Historians have documented Japan’s use of biological weapons, sexual slavery, and torture in its various wars of aggression against other Asian countries. But the Second World War soldiers who perpetrated these atrocities are still lionized as heroes by some in Japan, including former prime minister Shinzo Abe.
Unlike the war in the European theatre, which began in 1939, the Second World War in Asia was kicked off in 1931 with Japan’s annexation of Manchuria, followed by an attack on China in 1937.
By 1940, relations had soured between Britain and Japan, which signed the Tripartite Pact that year with Nazi Germany and fascist Italy.
This is when Japanese director Kiyoshi Kurosawa’s tension-packed film, Wife of a Spy, begins with the arrest of a British businessman in Kobe.
This thriller offers up several surprising plot turns revolving around how a cosmopolitan film director, Yusaka Fukuhara (Issey Takahashi), and his devoted wife, Satoko (Yū Aoi), respond to creeping fascism and their country’s horrific conduct abroad.

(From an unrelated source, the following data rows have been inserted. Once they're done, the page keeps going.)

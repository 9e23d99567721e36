use crate::cli::formatter::{notify, Notice};
use crate::core::config::{default_config, save_config};
use clap::Args;
use std::path::PathBuf;

#[derive(Args, Debug)]
pub struct ConfigArgs {
    /// Where to write the configuration
    #[arg(short, long, default_value = "regionplex.toml")]
    pub output: PathBuf,

    /// Overwrite an existing file
    #[arg(long)]
    pub force: bool,
}

pub fn run(args: ConfigArgs) -> anyhow::Result<()> {
    if args.output.exists() && !args.force {
        anyhow::bail!(
            "{} already exists; use --force to overwrite it",
            args.output.display()
        );
    }

    save_config(&args.output, &default_config())?;
    notify(
        Notice::Success,
        &format!("Default configuration written to {}", args.output.display()),
    );
    notify(
        Notice::Tip,
        &format!(
            "Edit it and pass it with: regionplex run --config {}",
            args.output.display()
        ),
    );
    Ok(())
}
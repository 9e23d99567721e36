//! Gene annotation lookup for discovered and placed regions.
//!
//! The table is a (usually gzip-compressed) tab-separated export of a gene
//! track with at least `chrom`, `txStart`, `txEnd` and `name` columns; `name2`
//! is used as the display symbol when present.

use crate::bio::alignment::GenomicSpan;
use crate::bio::fastq::open_reader;
use crate::{RegionplexError, Result};
use std::collections::HashMap;
use std::io::Read;
use std::path::Path;

#[derive(Debug, Clone, PartialEq, Eq)]
pub struct GeneRecord {
    pub chrom: String,
    pub tx_start: i64,
    pub tx_end: i64,
    pub name: String,
    pub name2: Option<String>,
}

impl GeneRecord {
    /// `symbol (transcript)` label.
    pub fn label(&self) -> String {
        format!("{} ({})", self.name2.as_deref().unwrap_or(&self.name), self.name)
    }
}

#[derive(Debug, Clone, Default)]
pub struct GeneAnnotations {
    by_chrom: HashMap<String, Vec<GeneRecord>>,
}

fn column(headers: &csv::StringRecord, name: &str) -> Option<usize> {
    headers
        .iter()
        .position(|h| h.trim_start_matches('#').eq_ignore_ascii_case(name))
}

impl GeneAnnotations {
    pub fn load<P: AsRef<Path>>(path: P) -> Result<Self> {
        let path = path.as_ref();
        let reader = open_reader(path)?;
        Self::from_reader(reader).map_err(|e| match e {
            RegionplexError::Parse(msg) => {
                RegionplexError::Parse(format!("{}: {}", path.display(), msg))
            }
            other => other,
        })
    }

    pub fn from_reader<R: Read>(reader: R) -> Result<Self> {
        let mut csv_reader = csv::ReaderBuilder::new()
            .delimiter(b'\t')
            .flexible(true)
            .from_reader(reader);

        let headers = csv_reader
            .headers()
            .map_err(|e| RegionplexError::Parse(format!("Gene annotation header: {}", e)))?
            .clone();

        let required = |name: &str| {
            column(&headers, name).ok_or_else(|| {
                RegionplexError::Parse(format!("Gene annotation table has no '{}' column", name))
            })
        };
        let chrom_col = required("chrom")?;
        let start_col = required("txStart")?;
        let end_col = required("txEnd")?;
        let name_col = required("name")?;
        let name2_col = column(&headers, "name2");

        let mut by_chrom: HashMap<String, Vec<GeneRecord>> = HashMap::new();
        for (line, record) in csv_reader.records().enumerate() {
            let record = record
                .map_err(|e| RegionplexError::Parse(format!("Gene annotation row {}: {}", line + 2, e)))?;

            let get = |idx: usize| record.get(idx).unwrap_or("").trim();
            let coord = |idx: usize| {
                get(idx).parse::<i64>().map_err(|_| {
                    RegionplexError::Parse(format!(
                        "Gene annotation row {}: invalid coordinate '{}'",
                        line + 2,
                        get(idx)
                    ))
                })
            };

            let gene = GeneRecord {
                chrom: get(chrom_col).to_string(),
                tx_start: coord(start_col)?,
                tx_end: coord(end_col)?,
                name: get(name_col).to_string(),
                name2: name2_col.map(get).filter(|v| !v.is_empty()).map(str::to_string),
            };
            by_chrom.entry(gene.chrom.clone()).or_default().push(gene);
        }

        for genes in by_chrom.values_mut() {
            genes.sort_by_key(|g| (g.tx_start, g.tx_end));
        }

        tracing::debug!(
            "Loaded {} gene records on {} references",
            by_chrom.values().map(Vec::len).sum::<usize>(),
            by_chrom.len()
        );

        Ok(Self { by_chrom })
    }

    /// Genes whose transcript touches `span` (inclusive on both ends).
    pub fn overlapping(&self, span: &GenomicSpan) -> Vec<&GeneRecord> {
        let Some(genes) = self.by_chrom.get(&span.reference) else {
            return Vec::new();
        };
        genes
            .iter()
            .take_while(|g| g.tx_start <= span.end)
            .filter(|g| span.start <= g.tx_end)
            .collect()
    }

    /// Comma-joined labels of the overlapping genes; empty when none.
    pub fn describe(&self, span: &GenomicSpan) -> String {
        self.overlapping(span)
            .iter()
            .map(|g| g.label())
            .collect::<Vec<_>>()
            .join(",")
    }

    pub fn len(&self) -> usize {
        self.by_chrom.values().map(Vec::len).sum()
    }

    pub fn is_empty(&self) -> bool {
        self.by_chrom.is_empty()
    }
}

While everything seems so civilized on the surface, it’s clear that something’s not quite right when a woman’s body shows up in the water close to the shoreline.
Aoi’s an expressive actor, able to tap into deep emotions, whereas Takahashi’s character remains cool and composed, even while under extreme pressure. The contrast between the two lead characters raises questions about their long-term compatibility just as Japanese society is on the verge of falling apart.
Hints of love triangles only enhance the suspense.
In Kurosawa’s world, police travel in packs and internationalists like Fukuhara constantly worry about being followed. The lighting and cinematography come together to add another sinister element.
For history buffs, Wife of a Spy offers a captivating glimpse into Japan in the period just before its pilots rained bombs on Pearl Harbor. It’s a well-packaged film that also helps peel back the truth about war crimes that still haven’t received due attention in Japan more than 76 years after hostilities ended.